Goal of the exercise: The word "false" may appear in the records below. Report how many lines contain it, and write nothing besides the number.

Records from a data collection:
=== Begin Enclosure ===

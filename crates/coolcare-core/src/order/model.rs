//! Order domain model.

use crate::booking::BookingDraft;
use serde::{Deserialize, Serialize};
use std::fmt;

/// An amount in the currency's minor unit (paise for INR).
#[derive(Debug, Clone, PartialEq, Eq, Hash, Serialize, Deserialize)]
#[serde(rename_all = "camelCase")]
pub struct Money {
    pub minor_units: u64,
    /// ISO 4217 currency code.
    pub currency: String,
}

impl Money {
    pub fn new(minor_units: u64, currency: impl Into<String>) -> Self {
        Self {
            minor_units,
            currency: currency.into(),
        }
    }

    pub fn inr(minor_units: u64) -> Self {
        Self::new(minor_units, "INR")
    }
}

impl fmt::Display for Money {
    fn fmt(&self, f: &mut fmt::Formatter<'_>) -> fmt::Result {
        write!(
            f,
            "{}.{:02} {}",
            self.minor_units / 100,
            self.minor_units % 100,
            self.currency
        )
    }
}

/// Request body sent to the order-creation collaborator.
///
/// Only [`OrderRequestBuilder`](super::OrderRequestBuilder) creates these, and
/// the fields are read-only once built.
#[derive(Debug, Clone, PartialEq, Eq, Serialize)]
#[serde(rename_all = "camelCase")]
pub struct OrderRequest {
    advance_amount_minor_units: u64,
    currency: String,
    metadata: BookingDraft,
}

impl OrderRequest {
    pub(crate) fn new(advance: Money, metadata: BookingDraft) -> Self {
        Self {
            advance_amount_minor_units: advance.minor_units,
            currency: advance.currency,
            metadata,
        }
    }

    pub fn advance(&self) -> Money {
        Money::new(self.advance_amount_minor_units, self.currency.clone())
    }

    /// Snapshot of the booking form taken when the request was built.
    pub fn metadata(&self) -> &BookingDraft {
        &self.metadata
    }
}

/// Order returned by the order-creation collaborator.
#[derive(Debug, Clone, PartialEq, Eq, Serialize, Deserialize)]
pub struct CreatedOrder {
    pub id: String,
    /// Amount in minor units, when the collaborator echoes it.
    #[serde(default)]
    pub amount: Option<u64>,
    #[serde(default)]
    pub currency: Option<String>,
}

impl CreatedOrder {
    /// The amount to charge, falling back to the requested advance for any
    /// part the collaborator left out.
    pub fn charge(&self, request: &OrderRequest) -> Money {
        let advance = request.advance();
        Money::new(
            self.amount.unwrap_or(advance.minor_units),
            self.currency.clone().unwrap_or(advance.currency),
        )
    }
}

/// Terminal artifact of a successful booking run.
#[derive(Debug, Clone, PartialEq, Eq, Serialize, Deserialize)]
#[serde(rename_all = "camelCase")]
pub struct OrderConfirmation {
    pub order_id: String,
    pub payment_id: String,
    pub amount: Money,
    pub customer: BookingDraft,
}
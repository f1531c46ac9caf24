//! OTP collaborator port.

use crate::error::GatewayError;
use async_trait::async_trait;
use serde::{Deserialize, Serialize};

/// Reply of the OTP service to a dispatch or verification request.
#[derive(Debug, Clone, PartialEq, Eq, Default, Serialize, Deserialize)]
pub struct OtpReply {
    pub success: bool,
    #[serde(default, skip_serializing_if = "Option::is_none")]
    pub message: Option<String>,
}

impl OtpReply {
    pub fn ok() -> Self {
        Self {
            success: true,
            message: None,
        }
    }

    pub fn rejected(message: impl Into<String>) -> Self {
        Self {
            success: false,
            message: Some(message.into()),
        }
    }
}

/// An abstract OTP dispatch and verification service.
///
/// Implementations contact an SMS gateway (or a backend fronting one). A
/// `GatewayError` means the service could not be reached or answered
/// garbage; an explicit refusal is an `Ok(OtpReply { success: false, .. })`.
#[async_trait]
pub trait OtpGateway: Send + Sync {
    /// Sends a fresh code to `phone`.
    async fn send_code(&self, phone: &str) -> Result<OtpReply, GatewayError>;

    /// Checks `code` against the last code sent to `phone`.
    async fn verify_code(&self, phone: &str, code: &str) -> Result<OtpReply, GatewayError>;
}
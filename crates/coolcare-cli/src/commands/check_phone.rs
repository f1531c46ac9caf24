use colored::Colorize;
use coolcare_core::booking::is_valid_phone;

pub fn run(phone: &str) {
    if is_valid_phone(phone) {
        println!("{} {}", "✓".green(), format!("{phone} is a valid phone number").green());
    } else {
        println!(
            "{} {}",
            "✗".red(),
            format!("{phone} is not a valid 10-digit phone number").red()
        );
    }
}
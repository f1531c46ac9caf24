//! Shared request plumbing for the HTTP collaborators.

use coolcare_core::GatewayError;
use reqwest::{Client, RequestBuilder, Response};
use serde::de::DeserializeOwned;
use std::time::Duration;

pub(crate) fn build_client(timeout: Duration) -> Result<Client, GatewayError> {
    Client::builder()
        .timeout(timeout)
        .build()
        .map_err(|e| GatewayError::Transport(format!("Failed to build HTTP client: {}", e)))
}

/// Joins `base` and `path` with exactly one slash between them.
pub(crate) fn endpoint(base: &str, path: &str) -> String {
    format!(
        "{}/{}",
        base.trim_end_matches('/'),
        path.trim_start_matches('/')
    )
}

/// Sends `request` and fails with `GatewayError::Status` on a non-2xx reply.
pub(crate) async fn send(request: RequestBuilder) -> Result<Response, GatewayError> {
    let response = request
        .send()
        .await
        .map_err(|e| GatewayError::Transport(e.to_string()))?;

    let status = response.status();
    if !status.is_success() {
        let body = response
            .text()
            .await
            .unwrap_or_else(|_| "Unknown error".to_string());
        return Err(GatewayError::Status {
            status: status.as_u16(),
            body,
        });
    }
    Ok(response)
}

/// Sends `request` and decodes a JSON reply.
pub(crate) async fn send_json<R: DeserializeOwned>(
    request: RequestBuilder,
) -> Result<R, GatewayError> {
    send(request)
        .await?
        .json::<R>()
        .await
        .map_err(|e| GatewayError::Decode(e.to_string()))
}
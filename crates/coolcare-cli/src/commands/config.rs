use anyhow::{Context, Result};
use colored::Colorize;
use coolcare_infrastructure::ConfigService;

pub fn show(service: &ConfigService) -> Result<()> {
    let path = service.config_path()?;
    let config = service.get_config()?;
    let rendered = toml::to_string_pretty(&config).context("Failed to render configuration")?;

    let source = if path.exists() { "" } else { " (not found, using defaults)" };
    println!("{}", format!("# {}{source}", path.display()).dimmed());
    print!("{rendered}");
    Ok(())
}
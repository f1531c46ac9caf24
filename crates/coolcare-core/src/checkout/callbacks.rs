//! One-shot checkout completion callbacks.

use super::model::{CheckoutFailure, CheckoutOutcome, PaymentSuccess};
use std::time::Duration;
use tokio::sync::oneshot;

/// The `onSuccess` / `onFailure` pair handed to a checkout adapter.
///
/// Both methods consume `self`, so at most one of them can fire per
/// [`CheckoutAdapter::open`](super::CheckoutAdapter::open) call.
#[derive(Debug)]
pub struct CheckoutCallbacks {
    sender: oneshot::Sender<CheckoutOutcome>,
}

impl CheckoutCallbacks {
    /// Creates a callback pair and the receiving end the workflow waits on.
    pub fn pair() -> (Self, PendingCheckout) {
        let (sender, receiver) = oneshot::channel();
        (Self { sender }, PendingCheckout { receiver })
    }

    pub fn on_success(self, payment: PaymentSuccess) {
        self.deliver(CheckoutOutcome::Paid(payment));
    }

    pub fn on_failure(self, failure: CheckoutFailure) {
        self.deliver(CheckoutOutcome::Failed(failure));
    }

    /// Whether the workflow stopped listening (for example after a reset).
    pub fn is_closed(&self) -> bool {
        self.sender.is_closed()
    }

    fn deliver(self, outcome: CheckoutOutcome) {
        if self.sender.send(outcome).is_err() {
            tracing::debug!(
                target: "checkout",
                "Checkout outcome dropped, workflow no longer listening"
            );
        }
    }
}

/// Receiving side of a [`CheckoutCallbacks`] pair.
#[derive(Debug)]
pub struct PendingCheckout {
    receiver: oneshot::Receiver<CheckoutOutcome>,
}

impl PendingCheckout {
    /// Waits for the checkout to finish.
    ///
    /// Resolves to `Abandoned` if the callbacks are dropped unfired and to
    /// `TimedOut` if `timeout` elapses first. Dropping the returned future
    /// keeps the checkout pending, so the wait can be resumed; once an
    /// outcome has been returned the checkout must not be waited on again.
    pub async fn wait(&mut self, timeout: Option<Duration>) -> CheckoutOutcome {
        let received = match timeout {
            Some(limit) => match tokio::time::timeout(limit, &mut self.receiver).await {
                Ok(received) => received,
                Err(_) => return CheckoutOutcome::TimedOut,
            },
            None => (&mut self.receiver).await,
        };
        received.unwrap_or(CheckoutOutcome::Abandoned)
    }

    /// Returns the outcome if one has already been delivered.
    pub fn try_outcome(&mut self) -> Option<CheckoutOutcome> {
        match self.receiver.try_recv() {
            Ok(outcome) => Some(outcome),
            Err(oneshot::error::TryRecvError::Empty) => None,
            Err(oneshot::error::TryRecvError::Closed) => Some(CheckoutOutcome::Abandoned),
        }
    }
}
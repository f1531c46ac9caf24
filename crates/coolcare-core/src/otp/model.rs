use serde::{Deserialize, Serialize};
use strum::Display;

/// Verification status of the phone number attached to a booking.
#[derive(Debug, Clone, Copy, PartialEq, Eq, Default, Serialize, Deserialize, Display)]
pub enum OtpStatus {
    /// No code has been requested for the current phone number.
    #[default]
    Unsent,
    /// A code was dispatched and is awaiting verification.
    Sent,
    /// The customer proved control of the phone number.
    Verified,
}

/// Tunables for an [`OtpSession`](super::OtpSession).
#[derive(Debug, Clone, Copy, PartialEq, Eq, Serialize, Deserialize)]
pub struct OtpPolicy {
    /// Seconds that must elapse before another code may be requested.
    pub resend_cooldown_secs: u32,
    /// Minimum length of a submitted code, after trimming.
    pub min_code_length: usize,
}

impl Default for OtpPolicy {
    fn default() -> Self {
        Self {
            resend_cooldown_secs: 60,
            min_code_length: 3,
        }
    }
}
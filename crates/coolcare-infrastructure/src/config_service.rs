//! Configuration service implementation.
//!
//! Loads [`AppConfig`] from `config.toml` (by default
//! `~/.config/coolcare/config.toml`), layers `COOLCARE_*` environment
//! overrides on top and caches the result.

use crate::paths::CoolcarePaths;
use coolcare_core::config::AppConfig;
use coolcare_core::error::{CoolcareError, Result};
use std::path::{Path, PathBuf};
use std::sync::{Arc, RwLock, RwLockReadGuard, RwLockWriteGuard};

pub const ENV_API_BASE_URL: &str = "COOLCARE_API_BASE_URL";
pub const ENV_CHECKOUT_KEY_ID: &str = "COOLCARE_CHECKOUT_KEY_ID";
pub const ENV_ADVANCE_AMOUNT_MINOR: &str = "COOLCARE_ADVANCE_AMOUNT_MINOR";
pub const ENV_LOG_LEVEL: &str = "COOLCARE_LOG_LEVEL";

/// Configuration service that loads and caches the application configuration.
///
/// A missing file is not an error: defaults are used instead. A file that
/// exists but does not parse is reported as a serialization error.
#[derive(Debug, Clone)]
pub struct ConfigService {
    /// Explicit config file; `None` resolves the platform default on load.
    path: Option<PathBuf>,
    config: Arc<RwLock<Option<AppConfig>>>,
}

impl ConfigService {
    /// Creates a service reading the platform default config file.
    pub fn new() -> Self {
        Self {
            path: None,
            config: Arc::new(RwLock::new(None)),
        }
    }

    /// Creates a service reading `path` instead of the platform default.
    pub fn with_path(path: impl Into<PathBuf>) -> Self {
        Self {
            path: Some(path.into()),
            config: Arc::new(RwLock::new(None)),
        }
    }

    /// The file this service reads.
    pub fn config_path(&self) -> Result<PathBuf> {
        match &self.path {
            Some(path) => Ok(path.clone()),
            None => CoolcarePaths::config_file(),
        }
    }

    /// Gets the configuration, loading it if not cached.
    pub fn get_config(&self) -> Result<AppConfig> {
        if let Some(cached) = self.read_cache().as_ref() {
            return Ok(cached.clone());
        }

        let mut config = Self::load_file(&self.config_path()?)?;
        apply_env_overrides(&mut config, |key| std::env::var(key).ok())?;

        *self.write_cache() = Some(config.clone());
        Ok(config)
    }

    /// Invalidates the cache, forcing a reload on next access.
    pub fn invalidate_cache(&self) {
        *self.write_cache() = None;
    }

    fn load_file(path: &Path) -> Result<AppConfig> {
        if !path.exists() {
            tracing::debug!("No config file at {}, using defaults", path.display());
            return Ok(AppConfig::default());
        }
        let raw = std::fs::read_to_string(path)?;
        let config = toml::from_str(&raw)?;
        tracing::debug!("Loaded config from {}", path.display());
        Ok(config)
    }

    // A poisoned lock only means a writer panicked mid-assignment of an
    // `Option`, which leaves nothing half-written.
    fn read_cache(&self) -> RwLockReadGuard<'_, Option<AppConfig>> {
        self.config
            .read()
            .unwrap_or_else(|poisoned| poisoned.into_inner())
    }

    fn write_cache(&self) -> RwLockWriteGuard<'_, Option<AppConfig>> {
        self.config
            .write()
            .unwrap_or_else(|poisoned| poisoned.into_inner())
    }
}

impl Default for ConfigService {
    fn default() -> Self {
        Self::new()
    }
}

/// Applies `COOLCARE_*` overrides read through `lookup`.
///
/// Empty values are ignored.
pub fn apply_env_overrides<F>(config: &mut AppConfig, lookup: F) -> Result<()>
where
    F: Fn(&str) -> Option<String>,
{
    let value = |key: &str| lookup(key).filter(|value| !value.trim().is_empty());

    if let Some(url) = value(ENV_API_BASE_URL) {
        config.api.base_url = url;
    }
    if let Some(key_id) = value(ENV_CHECKOUT_KEY_ID) {
        config.checkout.key_id = key_id;
    }
    if let Some(amount) = value(ENV_ADVANCE_AMOUNT_MINOR) {
        config.booking.advance_amount_minor = amount.trim().parse().map_err(|_| {
            CoolcareError::config(format!(
                "{ENV_ADVANCE_AMOUNT_MINOR} must be a whole number of minor units, got '{amount}'"
            ))
        })?;
    }
    if let Some(level) = value(ENV_LOG_LEVEL) {
        config.logging.level = level;
    }
    Ok(())
}
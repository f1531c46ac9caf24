//! Demo records for the back office, used by the CLI and tests.

use chrono::NaiveDate;
use coolcare_core::admin::{
    BookingRecord, BookingStatus, ContactCard, ContentItem, CtaBlock, Customer, CustomerStatus,
    HeroBlock, Package, ServiceOffering, SiteContent, Testimonial,
};

pub fn services() -> Vec<ServiceOffering> {
    vec![
        offering(
            "1",
            "AC Installation",
            "Professional AC installation ensuring efficiency.",
        ),
        offering("2", "AC Repair", "Fast repair service with genuine parts."),
    ]
}

pub fn packages() -> Vec<Package> {
    vec![
        Package {
            id: "1".to_string(),
            name: "Basic Check".to_string(),
            price: "₹399".to_string(),
            features: strings(&["Filter cleaning", "Performance check", "Minor adjustments"]),
            badge: "Most Popular".to_string(),
            details: "Perfect for small units and includes a filter cleaning, minor adjustments, and performance check.".to_string(),
        },
        Package {
            id: "2".to_string(),
            name: "Full Service".to_string(),
            price: "₹999".to_string(),
            features: strings(&[
                "Deep cleaning",
                "Coil clean",
                "Gas check",
                "Performance optimization",
            ]),
            badge: "Best Value".to_string(),
            details: "Includes deep cleaning, coil cleaning, gas check, and performance optimization for maximum efficiency.".to_string(),
        },
    ]
}

pub fn customers() -> Vec<Customer> {
    vec![
        customer(
            "1",
            ("Rahul Verma", "9876543210", "rahul@example.com"),
            "Delhi, India",
            5,
            CustomerStatus::Active,
            (2024, 9, 1),
        ),
        customer(
            "2",
            ("Priya Sharma", "9123456780", "priya@example.com"),
            "Mumbai, India",
            3,
            CustomerStatus::Lead,
            (2024, 10, 12),
        ),
        customer(
            "3",
            ("Ankit Singh", "9988776655", "ankit@example.com"),
            "Chandigarh, India",
            7,
            CustomerStatus::Blocked,
            (2024, 11, 25),
        ),
    ]
}

pub fn bookings() -> Vec<BookingRecord> {
    vec![
        booking(
            "1",
            ("Rahul Verma", "9876543210"),
            "AC Installation",
            ("2025-10-28", "10:00"),
            BookingStatus::Pending,
            0,
        ),
        booking(
            "2",
            ("Priya Sharma", "9123456780"),
            "AC Repair",
            ("2025-10-29", "14:00"),
            BookingStatus::Confirmed,
            500,
        ),
        booking(
            "3",
            ("Ankit Singh", "9988776655"),
            "AC Maintenance",
            ("2025-10-30", "11:30"),
            BookingStatus::Completed,
            300,
        ),
    ]
}

pub fn site_content() -> SiteContent {
    SiteContent {
        hero: HeroBlock {
            title: "Reliable AC Service at Your Doorstep".to_string(),
            subtitle: "Book expert AC repair & maintenance with just one click.".to_string(),
            cta_label: "Book AC Service".to_string(),
        },
        services: vec![
            item("AC Installation", "Professional AC unit installation."),
            item("AC Repair", "Quick and reliable repair services."),
            item("AC Maintenance", "Regular check-ups to ensure efficiency."),
        ],
        testimonials: vec![
            Testimonial {
                name: "Rahul Verma".to_string(),
                feedback: "Excellent AC service, very professional!".to_string(),
            },
            Testimonial {
                name: "Priya Sharma".to_string(),
                feedback: "Quick response and affordable rates.".to_string(),
            },
        ],
        cta: CtaBlock {
            title: "Ready to Get Started?".to_string(),
            subtitle: "Book your AC service in seconds and enjoy a cool, comfortable home."
                .to_string(),
            button: "Book Now".to_string(),
        },
    }
}

fn strings(values: &[&str]) -> Vec<String> {
    values.iter().map(ToString::to_string).collect()
}

fn offering(id: &str, title: &str, description: &str) -> ServiceOffering {
    ServiceOffering {
        id: id.to_string(),
        title: title.to_string(),
        description: description.to_string(),
        image_url: format!("https://picsum.photos/400/200?random={id}"),
    }
}

fn customer(
    id: &str,
    (name, phone, email): (&str, &str, &str),
    address: &str,
    total_bookings: u32,
    status: CustomerStatus,
    (year, month, day): (i32, u32, u32),
) -> Customer {
    Customer {
        id: id.to_string(),
        name: name.to_string(),
        phone: phone.to_string(),
        email: email.to_string(),
        address: address.to_string(),
        total_bookings,
        status,
        created_at: NaiveDate::from_ymd_opt(year, month, day).unwrap_or_default(),
    }
}

fn booking(
    id: &str,
    (name, phone): (&str, &str),
    service: &str,
    (date, time): (&str, &str),
    status: BookingStatus,
    amount_paid: u64,
) -> BookingRecord {
    BookingRecord {
        id: id.to_string(),
        customer: ContactCard {
            name: name.to_string(),
            phone: phone.to_string(),
        },
        service: service.to_string(),
        date: date.to_string(),
        time: time.to_string(),
        status,
        advance_paid: amount_paid > 0,
        amount_paid,
    }
}

fn item(name: &str, description: &str) -> ContentItem {
    ContentItem {
        name: name.to_string(),
        description: description.to_string(),
    }
}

=== End Enclosure ===

Answer area: 2